Quality: 3.5 out of 5 stars
Importance: 5 out of 5 stars
Recommended reading for: Newcomers to the DC universe with some (not a lot of) experience. No Virgins allowed!
(Before I launch into my first official post on Odin’s Thunderbolts, I’d like to make one statement that you can count on for all future posts: THIS IS A SPOILER FREE ZONE! I will not, under any circumstances, dive into specifics that will ruin your reading experience. If I slip up and do, please comment and let me know so I can fix it. Thanks!)

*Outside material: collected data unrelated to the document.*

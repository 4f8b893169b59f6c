//! Authentication service.
//!
//! Register/login with salted password hashing and JWT issuance. Tokens
//! carry the user id as subject; middleware re-resolves the user on every
//! request so disabled accounts lose access immediately.

use chrono::{Duration, Utc};
use jsonwebtoken::{decode, encode, DecodingKey, EncodingKey, Header, Validation};
use rand::RngCore;
use serde::{Deserialize, Serialize};
use sha2::{Digest, Sha256};

use crate::db::{self, CreateUser, DbPool};
use crate::models::{new_id, User, UserRole};
use crate::{Error, Result};

/// JWT claims.
#[derive(Debug, Clone, Serialize, Deserialize)]
pub struct Claims {
    /// User id.
    pub sub: String,
    pub email: String,
    pub role: String,
    pub iat: i64,
    pub exp: i64,
}

/// Result of a successful register or login.
#[derive(Debug, Clone)]
pub struct AuthSession {
    pub token: String,
    pub user: User,
}

#[derive(Clone)]
pub struct AuthService {
    db: DbPool,
    jwt_secret: String,
    token_ttl_hours: i64,
}

impl AuthService {
    pub fn new(db: DbPool, jwt_secret: String, token_ttl_hours: i64) -> Self {
        Self {
            db,
            jwt_secret,
            token_ttl_hours,
        }
    }

    /// Register a new account and issue a token for it.
    ///
    /// Email must be unused. The very first account becomes the admin;
    /// everyone after that is a member.
    pub async fn register(
        &self,
        email: &str,
        password: &str,
        display_name: &str,
    ) -> Result<AuthSession> {
        if email.is_empty() || !email.contains('@') {
            return Err(Error::Validation("A valid email is required".to_string()));
        }
        if password.len() < 8 {
            return Err(Error::Validation(
                "Password must be at least 8 characters".to_string(),
            ));
        }
        if display_name.is_empty() {
            return Err(Error::Validation("Display name is required".to_string()));
        }

        if db::email_exists(&self.db, email).await? {
            return Err(Error::AlreadyExists(format!(
                "User with email {} already exists",
                email
            )));
        }

        let role = if db::count_users(&self.db).await? == 0 {
            UserRole::Admin
        } else {
            UserRole::Member
        };

        let user = db::create_user(
            &self.db,
            CreateUser {
                id: new_id(),
                email: email.to_string(),
                password_hash: hash_password(password),
                display_name: display_name.to_string(),
                role,
            },
        )
        .await?;

        let token = self.issue_token(&user)?;
        Ok(AuthSession { token, user })
    }

    /// Verify credentials and issue a fresh token.
    pub async fn login(&self, email: &str, password: &str) -> Result<AuthSession> {
        let user = db::get_user_by_email(&self.db, email)
            .await?
            .ok_or(Error::InvalidCredentials)?;

        if !user.enabled || !verify_password(password, &user.password_hash) {
            return Err(Error::InvalidCredentials);
        }

        let token = self.issue_token(&user)?;
        Ok(AuthSession { token, user })
    }

    /// Sign a token for the given user.
    pub fn issue_token(&self, user: &User) -> Result<String> {
        let now = Utc::now();
        let claims = Claims {
            sub: user.id.clone(),
            email: user.email.clone(),
            role: user.role.clone(),
            iat: now.timestamp(),
            exp: (now + Duration::hours(self.token_ttl_hours)).timestamp(),
        };

        encode(
            &Header::default(),
            &claims,
            &EncodingKey::from_secret(self.jwt_secret.as_bytes()),
        )
        .map_err(|e| Error::Internal(format!("Failed to sign token: {}", e)))
    }

    /// Decode and validate a token, returning its claims.
    pub fn verify_token(&self, token: &str) -> Result<Claims> {
        decode::<Claims>(
            token,
            &DecodingKey::from_secret(self.jwt_secret.as_bytes()),
            &Validation::default(),
        )
        .map(|data| data.claims)
        .map_err(|e| match e.kind() {
            jsonwebtoken::errors::ErrorKind::ExpiredSignature => Error::TokenExpired,
            _ => Error::InvalidToken,
        })
    }
}

/// Salted sha256 password hash, stored as `v1$<salt>$<digest>` in hex.
fn hash_password(password: &str) -> String {
    let mut salt = [0u8; 16];
    rand::thread_rng().fill_bytes(&mut salt);
    format!("v1${}${}", hex::encode(salt), digest(&salt, password))
}

/// Constant-format verification against a stored `v1$salt$digest` hash.
fn verify_password(password: &str, stored: &str) -> bool {
    let mut parts = stored.split('$');
    match (parts.next(), parts.next(), parts.next()) {
        (Some("v1"), Some(salt_hex), Some(expected)) => match hex::decode(salt_hex) {
            Ok(salt) => digest(&salt, password) == expected,
            Err(_) => false,
        },
        _ => false,
    }
}

fn digest(salt: &[u8], password: &str) -> String {
    let mut hasher = Sha256::new();
    hasher.update(salt);
    hasher.update(password.as_bytes());
    hex::encode(hasher.finalize())
}
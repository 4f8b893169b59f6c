//! Administrative user and room management.
//!
//! Thin business layer over the db queries: email-uniqueness checks on
//! user edits, the capacity floor on rooms, and room soft-deletion.

use crate::db::{self, CreateRoom, DbPool, UpdateRoom, UpdateUser};
use crate::models::{Room, User};
use crate::{Error, Result};

#[derive(Clone)]
pub struct AdminService {
    db: DbPool,
}

impl AdminService {
    pub fn new(db: DbPool) -> Self {
        Self { db }
    }

    // ------------------------------------------------------------------
    // User management
    // ------------------------------------------------------------------

    pub async fn list_users(&self) -> Result<Vec<User>> {
        db::list_users(&self.db).await
    }

    pub async fn get_user(&self, id: &str) -> Result<User> {
        db::get_user(&self.db, id).await
    }

    /// Update display name and/or email. A changed email must be unused.
    pub async fn update_user(&self, id: &str, input: UpdateUser) -> Result<User> {
        if let Some(ref email) = input.email {
            let current = db::get_user(&self.db, id).await?;
            if current.email != *email && db::email_exists(&self.db, email).await? {
                return Err(Error::AlreadyExists(format!(
                    "User with email {} already exists",
                    email
                )));
            }
        }
        db::update_user(&self.db, id, input).await
    }

    pub async fn change_user_email(&self, id: &str, email: &str) -> Result<User> {
        if email.is_empty() || !email.contains('@') {
            return Err(Error::Validation("A valid email is required".to_string()));
        }
        self.update_user(
            id,
            UpdateUser {
                email: Some(email.to_string()),
                ..Default::default()
            },
        )
        .await
    }

    pub async fn delete_user(&self, id: &str) -> Result<()> {
        db::delete_user(&self.db, id).await
    }

    // ------------------------------------------------------------------
    // Room management
    // ------------------------------------------------------------------

    pub async fn list_rooms(&self) -> Result<Vec<Room>> {
        db::list_active_rooms(&self.db).await
    }

    pub async fn get_room(&self, id: &str) -> Result<Room> {
        db::get_room(&self.db, id).await
    }

    pub async fn create_room(
        &self,
        name: &str,
        capacity: i64,
        description: Option<String>,
        location: Option<String>,
    ) -> Result<Room> {
        if name.is_empty() {
            return Err(Error::Validation("Room name is required".to_string()));
        }
        check_capacity(capacity)?;

        db::create_room(
            &self.db,
            CreateRoom {
                id: Room::new_room_id(),
                name: name.to_string(),
                capacity,
                description,
                location,
            },
        )
        .await
    }

    pub async fn update_room(&self, id: &str, input: UpdateRoom) -> Result<Room> {
        if let Some(capacity) = input.capacity {
            check_capacity(capacity)?;
        }
        db::update_room(&self.db, id, input).await
    }

    pub async fn change_room_name(&self, id: &str, name: &str) -> Result<Room> {
        if name.is_empty() {
            return Err(Error::Validation("Room name is required".to_string()));
        }
        db::update_room(
            &self.db,
            id,
            UpdateRoom {
                name: Some(name.to_string()),
                ..Default::default()
            },
        )
        .await
    }

    pub async fn change_room_capacity(&self, id: &str, capacity: i64) -> Result<Room> {
        check_capacity(capacity)?;
        db::update_room(
            &self.db,
            id,
            UpdateRoom {
                capacity: Some(capacity),
                ..Default::default()
            },
        )
        .await
    }

    /// Rooms are never hard-deleted; deactivation hides them from
    /// listings while existing reservations keep resolving.
    pub async fn delete_room(&self, id: &str) -> Result<()> {
        db::deactivate_room(&self.db, id).await
    }
}

fn check_capacity(capacity: i64) -> Result<()> {
    if capacity < 1 {
        return Err(Error::Validation(
            "Capacity must be at least 1".to_string(),
        ));
    }
    Ok(())
}
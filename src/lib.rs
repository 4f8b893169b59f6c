//! Roombook - Room Reservation Booking API
//!
//! Users register and authenticate, then book time slots in named rooms.
//! The reservation core rejects past or inverted time ranges and
//! overlapping bookings, serializing writers per room so concurrent
//! requests cannot double-book a slot.

pub mod api;
pub mod config;
pub mod db;
pub mod error;
pub mod middleware;
pub mod models;
pub mod services;
pub mod state;
pub mod store;

pub use error::{Error, Result};
pub use state::AppState;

Although I’ve said I’ll predominately be focusing on the essential Marvel comics from 2004 onwards, I will also be looking back at the mega-epic events every comic book fan should be well aware of. To kick things off (first OTB review ever!), I’ll be taking a look at DC’s Crisis on Infinite Earths. This sprawling, galactic saga is a pretty terrific read for DC newbies looking to get a small taste of everyone in the DC universe. And speaking of the DC universe, it has some pretty far-reaching implications for the current state of things…
As I mentioned, Crisis on Infinite Earths is a good way for a DC newcomer to immerse themselves in the world. This is particularly applicable to me because although my entire comic book infatuation is still relatively young, I have taken a dive into way more Marvel series than I have DC. To be completely honest, before Crisis, I’ve only read a handful of relatively new Batman comics (Hush and Under the Red Hood most recently), one Green Lantern series (The Sinestro Corps War), and one (one!) Superman series (Braniac). For all intents and purposes, I am a DC comics virgin. And in my early twenties at that!
So do I think it’s a good idea for someone with NO DC experience to dive into Crisis on Infinite Earths? Not exactly; I think it’s great for newcomers with some idea what to expect, but not for complete virgins. I think you are better off picking up a few current series first (the above examples, particularly the Sinestro Corps War come to mind) to give you a feel for the characters.
But once you’ve gotten to the point where you understand some basics (that there are multiple Green Lanterns, that there have been multiple incarnations of The Flash, that The Spectre exists and kicks ass, etc) Crisis on Infinite Earths is a good way to lay a foundation for many important DC Comics characters.
Over the course of this twelve part series, author Marv Wolfman does an amazing job of incorporating just about every hero you’ve ever heard of… and then some. While reading, you’ll get a brief feel for The Losers, The Guardians of the Universe, Braniac, and Supergirl, just to name a few. Although you will often feel lost as Wolfman careens from hero to hero, if you keep pushing through you will ultimately leave with a much greater understanding of the DC Comics universe. Naturally, this can only help with current DC continuity.
Speaking of which, some major events occur in Crisis on Infinite Earths and the far-reaching ramifications were only really felt this decade with DC’s Infinite Crisis. Let me tell you now that unless you actually are Braniac (and you’re not, so stop deluding yourself), there is no chance in hell of you fully understanding DC’s mega Infinite Crisis or Final Crisis without having read Crisis on Infinite Earths. It lays the foundation for such central components as The Flash, the Anti-Monitor, Alexander Luthor, Superman Prime… and the entire flippin’ multiverse.
In short, this is a great read for DC completists interested in the foundation for DC’s current state of affairs. It is a huge, sprawling, cosmic epic that could really use some focus at times, but it sets you up nicely to dive into the current DC universe. I did not fall in love with the story here (it is too massive for you to really grow attached) but you have to love Wolfman’s ambition and the trial-by-fire learning experience it provides.